The tension was high inside the cinema and I was bursting with excitement and anticipation about the film. All the reports about it had been phenomenal. It was gruesome, vile and downright black, which was perfect.
I don’t think you and I had been to the pictures together since I was a little kid when we went to see Jerry Lewis or Elvis Presley or Disney films. I experienced the strange juxtaposition of feeling very grown up because I was about to witness an X-rated film, but also feeling decidedly junior because I was with you, my mum. My discomfort was exacerbated by the fact that the couple directly in front of us decided to eat each other’s faces off, and you started to mutter your disapproval of that. Then, the man next to them, in front of me, seemed to lose control of his head, it was lolling everywhere as if it were was attached to his shoulders with a Slinky. He was obviously off his cake in readiness for a truly trippy experience of this supposedly shocking and heinous movie.

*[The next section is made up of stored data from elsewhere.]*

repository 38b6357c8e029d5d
use serde::{Deserialize, Serialize};

/// A value transfer waiting in the pending pool or recorded in a block.
///
/// There is no transaction id: two transactions with the same sender,
/// recipient and amount are indistinguishable.
#[derive(Debug, Clone, PartialEq, Serialize, Deserialize)]
pub struct Transaction {
    pub sender: String,
    pub recipient: String,
    pub amount: f64,
}

impl Transaction {
    pub fn new(sender: impl Into<String>, recipient: impl Into<String>, amount: f64) -> Self {
        Self {
            sender: sender.into(),
            recipient: recipient.into(),
            amount,
        }
    }

    /// Mining reward: sender "0" means the coin was minted by this node.
    pub fn reward(recipient: impl Into<String>) -> Self {
        Self::new(
            crate::blockchain::REWARD_SENDER,
            recipient,
            crate::blockchain::MINING_REWARD,
        )
    }

    pub fn is_reward(&self) -> bool {
        self.sender == crate::blockchain::REWARD_SENDER
    }
}
use std::sync::{Mutex, MutexGuard};
use tokio_util::sync::CancellationToken;

use crate::blockchain::{Block, Ledger};
use crate::config::NodeConfig;
use crate::error::{LedgerError, Result};
use crate::network::{
    ChainSnapshot, ChainSource, ConsensusResolver, HttpChainSource, PeerRegistry, Resolution,
};
use crate::transaction::Transaction;

/// Result of a consensus round.
#[derive(Debug, Clone)]
pub struct ResolveOutcome {
    pub replaced: bool,
    pub chain: Vec<Block>,
}

/// One ledger participant: its chain, pending pool, peers and settings.
///
/// Chain and pool mutations go through one lock, so concurrent requests
/// against the same node are serialized. Several nodes can share a process.
pub struct Node<S = HttpChainSource> {
    config: NodeConfig,
    ledger: Mutex<Ledger>,
    peers: Mutex<PeerRegistry>,
    source: S,
    shutdown: CancellationToken,
}

impl Node<HttpChainSource> {
    pub fn new(config: NodeConfig) -> Result<Self> {
        Self::with_source(config, HttpChainSource::new())
    }
}

impl<S: ChainSource> Node<S> {
    /// Build a node that fetches peer chains through `source`. Peers listed
    /// in the config are registered up front.
    pub fn with_source(config: NodeConfig, source: S) -> Result<Self> {
        let mut peers = PeerRegistry::new();
        peers.register_all(&config.peers)?;

        Ok(Self {
            ledger: Mutex::new(Ledger::new(config.difficulty)),
            peers: Mutex::new(peers),
            config,
            source,
            shutdown: CancellationToken::new(),
        })
    }

    /// Token that aborts in-flight mining and consensus when cancelled.
    pub fn shutdown_token(&self) -> &CancellationToken {
        &self.shutdown
    }

    pub fn submit_transaction(&self, tx: Transaction) -> u64 {
        self.ledger().add_transaction(tx)
    }

    /// Solve against the current tip off the async executor, then commit.
    /// The lock is not held while searching; if the tip moved in the
    /// meantime (another block or a consensus swap) the search restarts
    /// against the new tip.
    pub async fn mine(&self) -> Result<Block> {
        loop {
            let (last_proof, previous_hash, pow) = {
                let ledger = self.ledger();
                let tip = ledger.last_block();
                (tip.proof, tip.hash(), ledger.pow())
            };

            let token = self.shutdown.clone();
            let search = move || pow.solve_cancellable(last_proof, &token);
            let proof = tokio::task::spawn_blocking(search)
                .await
                .map_err(|e| LedgerError::Internal(format!("puzzle worker failed: {e}")))??;

            let mut ledger = self.ledger();
            if ledger.last_block().hash() == previous_hash {
                return Ok(ledger.forge(&self.config.node_id, proof, previous_hash).clone());
            }
            log::debug!("NODE - tip moved while solving against proof {last_proof}, retrying");
        }
    }

    pub fn chain(&self) -> ChainSnapshot {
        ChainSnapshot::new(self.ledger().chain().to_vec())
    }

    pub fn pending(&self) -> Vec<Transaction> {
        self.ledger().pending().to_vec()
    }

    pub fn is_valid(&self) -> bool {
        self.ledger().is_valid_chain()
    }

    /// Register a batch of peer addresses; returns the full peer set.
    pub fn register_peers<I, A>(&self, addresses: I) -> Result<Vec<String>>
    where
        I: IntoIterator<Item = A>,
        A: AsRef<str>,
    {
        let mut peers = self.peers();
        let added = peers.register_all(addresses)?;
        log::info!("NODE - {added} new peers, {} known", peers.len());
        Ok(peers.all())
    }

    pub fn peers_list(&self) -> Vec<String> {
        self.peers().all()
    }

    /// Run consensus against every registered peer and adopt the winner.
    pub async fn resolve(&self) -> Result<ResolveOutcome> {
        let local = self.ledger().chain().to_vec();
        let peers = self.peers_list();
        let validator = self.ledger().validator();

        let resolution = ConsensusResolver::new(&self.source, validator)
            .with_timeout(self.config.peer_timeout)
            .resolve(&local, &peers, &self.shutdown)
            .await?;

        let mut ledger = self.ledger();
        let replaced = match resolution {
            Resolution::Replaced(chain) => ledger.replace_chain(chain),
            Resolution::Authoritative => false,
        };
        Ok(ResolveOutcome {
            replaced,
            chain: ledger.chain().to_vec(),
        })
    }

    fn ledger(&self) -> MutexGuard<'_, Ledger> {
        self.ledger.lock().expect("mutex poisoned")
    }

    fn peers(&self) -> MutexGuard<'_, PeerRegistry> {
        self.peers.lock().expect("mutex poisoned")
    }
}
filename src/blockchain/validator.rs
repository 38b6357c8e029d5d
use thiserror::Error;

use super::{Block, ProofOfWork};

/// Why a chain failed validation.
#[derive(Debug, Clone, PartialEq, Eq, Error)]
pub enum InvalidChain {
    #[error("block at position {position} does not link to the hash of its predecessor")]
    BrokenLink { position: usize },
    #[error("block at position {position} does not solve its predecessor's puzzle")]
    BadProof { position: usize },
}

/// Structural chain check: hash linkage and puzzle validity between every
/// adjacent pair. Transaction content is not inspected.
#[derive(Debug, Clone, Copy)]
pub struct ChainValidator {
    pow: ProofOfWork,
}

impl ChainValidator {
    pub fn new(difficulty: u32) -> Self {
        Self {
            pow: ProofOfWork::new(difficulty),
        }
    }

    /// Empty and single-block chains pass: there is no pair to check. A lone
    /// block is accepted even when it is not this node's genesis.
    pub fn validate(&self, chain: &[Block]) -> Result<(), InvalidChain> {
        for (position, pair) in chain.windows(2).enumerate() {
            let (prev, cur) = (&pair[0], &pair[1]);
            let position = position + 1;

            if cur.previous_hash != prev.hash() {
                return Err(InvalidChain::BrokenLink { position });
            }
            if !self.pow.is_valid(prev.proof, cur.proof) {
                return Err(InvalidChain::BadProof { position });
            }
        }
        Ok(())
    }

    pub fn is_valid(&self, chain: &[Block]) -> bool {
        self.validate(chain).is_ok()
    }
}

#[cfg(test)]
mod tests {
    use super::{ChainValidator, InvalidChain};
    use crate::blockchain::{Block, Ledger};
    use crate::transaction::Transaction;

    const DIFFICULTY: u32 = 2;

    fn mined_chain(blocks: usize) -> Vec<Block> {
        let mut ledger = Ledger::new(DIFFICULTY);
        for i in 0..blocks - 1 {
            ledger.new_transaction("alice", "bob", i as f64);
            ledger.mine("miner");
        }
        ledger.chain().to_vec()
    }

    #[test]
    fn mined_chain_is_valid() {
        let chain = mined_chain(4);
        assert_eq!(chain.len(), 4);
        assert!(ChainValidator::new(DIFFICULTY).is_valid(&chain));
    }

    #[test]
    fn trivial_chains_pass() {
        let validator = ChainValidator::new(DIFFICULTY);
        assert!(validator.is_valid(&[]));
        assert!(validator.is_valid(&[Block::genesis()]));
    }

    #[test]
    fn lone_non_genesis_block_still_passes() {
        // Known edge case: nothing to compare a single block against.
        let stray = Block::new(9, vec![Transaction::new("x", "y", 5.0)], 1, "junk".into());
        assert!(!stray.is_genesis());
        assert!(ChainValidator::new(DIFFICULTY).is_valid(&[stray]));
    }

    #[test]
    fn tampered_previous_hash_fails() {
        let validator = ChainValidator::new(DIFFICULTY);
        for i in 1..4 {
            let mut chain = mined_chain(4);
            chain[i].previous_hash = "f".repeat(64);
            assert_eq!(
                validator.validate(&chain),
                Err(InvalidChain::BrokenLink { position: i })
            );
        }
    }

    #[test]
    fn tampered_proof_fails() {
        let validator = ChainValidator::new(DIFFICULTY);
        for i in 0..4 {
            let mut chain = mined_chain(4);
            chain[i].proof += 1;
            assert!(!validator.is_valid(&chain), "tampered proof at {i} accepted");
        }
    }

    #[test]
    fn tampered_transactions_break_the_next_link() {
        let mut chain = mined_chain(3);
        chain[1].transactions[0].amount = 1_000.0;
        assert_eq!(
            ChainValidator::new(DIFFICULTY).validate(&chain),
            Err(InvalidChain::BrokenLink { position: 2 })
        );
    }
}
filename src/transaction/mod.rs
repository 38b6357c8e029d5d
pub mod model;

pub use model::Transaction;
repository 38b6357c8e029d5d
use serde::{Deserialize, Serialize};

use crate::blockchain::Block;
use crate::node::Node;
use crate::transaction::Transaction;

/// Shared application state handed to every handler.
pub type AppState = Node;

/* ---------- Transaction API Models ---------- */

/// Fields are optional so that absent ones can be reported by name.
#[derive(Deserialize)]
pub struct NewTxRequest {
    pub sender: Option<String>,
    pub recipient: Option<String>,
    pub amount: Option<f64>,
}

#[derive(Serialize)]
pub struct NewTxResponse {
    pub message: String,
    pub index: u64,
}

/* ---------- Chain API Models ---------- */

#[derive(Serialize)]
pub struct MineResponse {
    pub message: &'static str,
    pub index: u64,
    pub transactions: Vec<Transaction>,
    pub proof: u64,
    pub previous_hash: String,
}

#[derive(Serialize)]
pub struct ValidateResponse {
    pub valid: bool,
    pub length: usize,
}

/* ---------- Node API Models ---------- */

#[derive(Deserialize)]
pub struct RegisterNodesRequest {
    pub nodes: Option<Vec<String>>,
}

#[derive(Serialize)]
pub struct NodesResponse {
    pub message: &'static str,
    pub total_nodes: Vec<String>,
}

#[derive(Serialize)]
pub struct ResolveResponse {
    pub message: &'static str,
    pub replaced: bool,
    pub chain: Vec<Block>,
}
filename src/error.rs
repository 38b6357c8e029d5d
use thiserror::Error;

pub type Result<T> = std::result::Result<T, LedgerError>;

#[derive(Debug, Error)]
pub enum LedgerError {
    #[error("operation cancelled")]
    Cancelled,
    #[error("invalid peer address: {0}")]
    InvalidPeerAddress(String),
    #[error("peer {peer} unavailable - Reason: {reason}")]
    Peer { peer: String, reason: String },
    #[error("configuration error: {0}")]
    Config(String),
    #[error("internal error: {0}")]
    Internal(String),
}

Your grumbling was now building from a low hum to an audible steady rant with occasional snaps at the man to ‘pull yourself together’ and ‘stop being so silly’. Drug addicts love being told off, don’t they …? By the time the lights went down, I was a strong beetroot hue, and wanted to be almost anywhere else. It didn’t help that the folk behind started to crinkle their sweet wrappers for which further admonishment from you was apparently necessary. Just when I thought the torture of mum-next-to-you-in-a-cinema-ness was over, there was fresh hell. Before the main film, there was a suitable short B movie. You must remember this?! Which buffoon was it that sat down and thought, ‘OK, the main film is a sinister and distressing voyage to the dark side, what shall we give them as a warm-up? Oh, I know, nude hippy dancing. Ideal.’ So here I was, in the dark, surrounded by freaks with you, annoyed and pumping away on the verbals, and we are presented with three naked hairy rejects from The Joy of Sex via Woodstock, who jumped about, wobbling their genitals for our delight and entertainment. By now the extent of your distaste was clear to the entire auditorium. I know you were embarrassed, both for yourself and for me, but times your embarrassment by infinity and that’s how I felt. Mercifully, the naked jangling was relatively short and at last the haranguing stopped, and we could relax into an hour and a half of soothing evil as we witnessed the noxious possession of an innocent child. Which was lovely.
As we left the cinema you picked up where you’d left off with plenty of ‘Well, honestly, what a load of old rubbish that was. Really. I can’t begin to understand why you like this sort of nonsense. It was just silly. Utterly unbelievable. Pointless’, all the way back up to school where you dropped me off with a kiss and ‘See you on Friday, Moo, night’.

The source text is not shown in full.